Ashik Siddique ’10 sends in a NYTimes editorial by a 2007 Dartmouth grad talking about–what else–Facebook. Specifically, how it’s the bane of Western civilization or something. Also, Wes is apparently famous for our ridiculous class titles?

I’ve always thought of Facebook as online community theater. In costumes we customize in a backstage makeup room — the Edit Profile page, where we can add a few Favorite Books or touch up our About Me section — we deliver our lines on the very public stage of friends’ walls or photo albums. And because every time we join a network, post a link or make another friend it’s immediately made visible to others via the News Feed, every Facebook act is a soliloquy to our anonymous audience.

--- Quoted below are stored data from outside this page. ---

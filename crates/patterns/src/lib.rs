//! Proteus Pattern Detector
//!
//! Classifies recurring market structures from bounded sample windows:
//!
//! - **Trend**: sustained directional drift with sub-window agreement
//! - **Reversal**: two opposing legs around a swing extreme
//! - **Breakout**: price clearing a prior extreme on elevated volume
//! - **Consolidation**: tight range with negligible drift
//! - **Volatility**: recent volatility expanding against the baseline
//!
//! Detection is purely functional and deterministic: no wall clock, no
//! randomness, ordered maps, and pattern ids derived from window content,
//! so identical windows yield byte-identical patterns.

mod classify;
mod config;
mod detector;
mod error;
mod features;
mod model;

pub use config::DetectorConfig;
pub use detector::{PatternDetector, PatternScan};
pub use error::{DetectError, DetectResult};
pub use features::WindowFeatures;
pub use model::{
    Comparator, DetectedPattern, ExpectedOutcome, OutcomeDirection, PatternKind, TriggerCondition,
};
//! Engine context for the adaptive strategy system.
//!
//! Wires the pattern detector, strategy manager, performance analyzer,
//! risk monitor and order gate into a single lifecycle. [`Engine::start`]
//! spawns background loops for market ingestion, fill ingestion, pattern
//! detection, risk monitoring, deferred adaptation and alert persistence;
//! [`Engine::shutdown`] closes the gate first, then signals the loops and
//! waits for them to drain.
//!
//! Also provides the in-memory [`StateStore`](proteus_ports::StateStore)
//! implementation and the feed adapters (channel-backed and synthetic)
//! used by simulations and tests.

mod config;
mod engine;
mod feeds;
mod store;

pub use config::EngineConfig;
pub use engine::{Engine, EngineStatus};
pub use feeds::{ChannelFillFeed, ChannelMarketFeed, SyntheticFeed, SyntheticFeedConfig};
pub use store::InMemoryStore;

It’s all comedy: making one another laugh matters more than providing useful updates about ourselves, which is why entirely phony profiles were all the rage before the grown-ups signed in. One friend announced her status as In a Relationship with Chinese Food, whose profile picture was a carry-out box and whose personal information personified the cuisine of China.

We even make a joke out of how we know one another — claiming to have met in “Intro to Super Mario Re-enactments,” which I seriously doubt is a real course at Wesleyan, or to have lived together in a “spay and neuter clinic” instead of the dorm. Still, these humor bits often reveal more about our personalities and interests than any honest answers.

4 thoughts on “The Fakebook Generation

  1. Anonymous

    No, it’s not about ridiculous class titles at wes–it sounds like the author just had a friend at wes with whom she discussed facebook.

  2. Anonymous

    No, it’s not about ridiculous class titles at wes–it sounds like the author just had a friend at wes with whom she discussed facebook.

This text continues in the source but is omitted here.